* _Exercise objective_
The answer must be an exact restatement of all the data.

* _Data records_
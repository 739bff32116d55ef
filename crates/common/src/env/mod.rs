// Copyright Exograph, Inc. All rights reserved.
//
// Use of this software is governed by the Business Source License
// included in the LICENSE file at the root of this repository.
//
// As of the Change Date specified in that file, in accordance with
// the Business Source License, use of this software will be governed
// by the Apache License, Version 2.0.

//! Key/value configuration sources.
//!
//! Components read their settings through [`Environment`] rather than `std::env` directly, so
//! tests can supply a [`MapEnvironment`] and embedders can layer several sources with
//! [`CompositeEnvironment`].

mod composite;
mod map;

pub use composite::CompositeEnvironment;
pub use map::MapEnvironment;

pub trait Environment: Send + Sync {
    fn get(&self, key: &str) -> Option<String>;

    fn enabled(&self, key: &str, default_value: bool) -> Result<bool, EnvError> {
        match self.get(key) {
            Some(value) => match value.trim().to_lowercase().as_str() {
                "true" | "1" | "yes" | "on" | "enabled" | "enable" => Ok(true),
                "false" | "0" | "no" | "off" | "disabled" | "disable" => Ok(false),
                _ => Err(EnvError::InvalidBoolean {
                    key: key.to_string(),
                    value,
                }),
            },
            None => Ok(default_value),
        }
    }

    fn get_or_else(&self, key: &str, default_value: &str) -> String {
        self.get(key).unwrap_or_else(|| default_value.to_string())
    }

    /// Comma separated list; surrounding whitespace and empty entries are dropped.
    fn get_list(&self, key: &str, default_value: &[&str]) -> Vec<String> {
        match self.get(key) {
            Some(value) => value
                .split(',')
                .map(str::trim)
                .filter(|s| !s.is_empty())
                .map(str::to_string)
                .collect(),
            None => default_value.iter().map(|s| s.to_string()).collect(),
        }
    }
}

#[derive(Debug, thiserror::Error)]
pub enum EnvError {
    #[error(
        "Invalid value for {key}: {value}. Expected true, 1, yes, on, enabled, enable OR false, 0, no, off, disabled, disable"
    )]
    InvalidBoolean { key: String, value: String },
}

pub struct SystemEnvironment;

impl Environment for SystemEnvironment {
    fn get(&self, key: &str) -> Option<String> {
        std::env::var(key).ok()
    }
}

#[cfg(test)]
mod tests {
    use super::*;

    #[test]
    fn enabled_accepts_common_spellings() {
        for value in ["true", "1", "YES", " on ", "Enabled"] {
            let env = MapEnvironment::from([("FLAG", value)]);
            assert!(env.enabled("FLAG", false).unwrap(), "{value}");
        }
        for value in ["false", "0", "no", "OFF", "disable"] {
            let env = MapEnvironment::from([("FLAG", value)]);
            assert!(!env.enabled("FLAG", true).unwrap(), "{value}");
        }
    }

    #[test]
    fn enabled_rejects_garbage_and_defaults_when_unset() {
        let env = MapEnvironment::from([("FLAG", "maybe")]);
        assert!(matches!(
            env.enabled("FLAG", false),
            Err(EnvError::InvalidBoolean { .. })
        ));
        assert!(env.enabled("OTHER", true).unwrap());
    }

    #[test]
    fn list_values() {
        let env = MapEnvironment::from([("LIST", " is, has ,,can")]);
        assert_eq!(env.get_list("LIST", &[]), vec!["is", "has", "can"]);
        assert_eq!(env.get_list("UNSET", &["x"]), vec!["x"]);
    }
}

* _Task answer_
repository 739bff32116d55ef
filename crates/common/src/env/mod.rs
// Copyright Exograph, Inc. All rights reserved.
//
// Use of this software is governed by the Business Source License
// included in the LICENSE file at the root of this repository.
//
// As of the Change Date specified in that file, in accordance with
// the Business Source License, use of this software will be governed
// by the Apache License, Version 2.0.

//! Key/value configuration sources.
//!
//! Components read their settings through [`Environment`] rather than `std::env` directly, so
//! tests can supply a [`MapEnvironment`] and embedders can layer several sources with
//! [`CompositeEnvironment`].

mod composite;
mod map;

pub use composite::CompositeEnvironment;
pub use map::MapEnvironment;

pub trait Environment: Send + Sync {
    fn get(&self, key: &str) -> Option<String>;

    fn enabled(&self, key: &str, default_value: bool) -> Result<bool, EnvError> {
        match self.get(key) {
            Some(value) => match value.trim().to_lowercase().as_str() {
                "true" | "1" | "yes" | "on" | "enabled" | "enable" => Ok(true),
                "false" | "0" | "no" | "off" | "disabled" | "disable" => Ok(false),
                _ => Err(EnvError::InvalidBoolean {
                    key: key.to_string(),
                    value,
                }),
            },
            None => Ok(default_value),
        }
    }

    fn get_or_else(&self, key: &str, default_value: &str) -> String {
        self.get(key).unwrap_or_else(|| default_value.to_string())
    }

    /// Comma separated list; surrounding whitespace and empty entries are dropped.
    fn get_list(&self, key: &str, default_value: &[&str]) -> Vec<String> {
        match self.get(key) {
            Some(value) => value
                .split(',')
                .map(str::trim)
                .filter(|s| !s.is_empty())
                .map(str::to_string)
                .collect(),
            None => default_value.iter().map(|s| s.to_string()).collect(),
        }
    }
}

#[derive(Debug, thiserror::Error)]
pub enum EnvError {
    #[error(
        "Invalid value for {key}: {value}. Expected true, 1, yes, on, enabled, enable OR false, 0, no, off, disabled, disable"
    )]
    InvalidBoolean { key: String, value: String },
}

pub struct SystemEnvironment;

impl Environment for SystemEnvironment {
    fn get(&self, key: &str) -> Option<String> {
        std::env::var(key).ok()
    }
}

#[cfg(test)]
mod tests {
    use super::*;

    #[test]
    fn enabled_accepts_common_spellings() {
        for value in ["true", "1", "YES", " on ", "Enabled"] {
            let env = MapEnvironment::from([("FLAG", value)]);
            assert!(env.enabled("FLAG", false).unwrap(), "{value}");
        }
        for value in ["false", "0", "no", "OFF", "disable"] {
            let env = MapEnvironment::from([("FLAG", value)]);
            assert!(!env.enabled("FLAG", true).unwrap(), "{value}");
        }
    }

    #[test]
    fn enabled_rejects_garbage_and_defaults_when_unset() {
        let env = MapEnvironment::from([("FLAG", "maybe")]);
        assert!(matches!(
            env.enabled("FLAG", false),
            Err(EnvError::InvalidBoolean { .. })
        ));
        assert!(env.enabled("OTHER", true).unwrap());
    }

    #[test]
    fn list_values() {
        let env = MapEnvironment::from([("LIST", " is, has ,,can")]);
        assert_eq!(env.get_list("LIST", &[]), vec!["is", "has", "can"]);
        assert_eq!(env.get_list("UNSET", &["x"]), vec!["x"]);
    }
}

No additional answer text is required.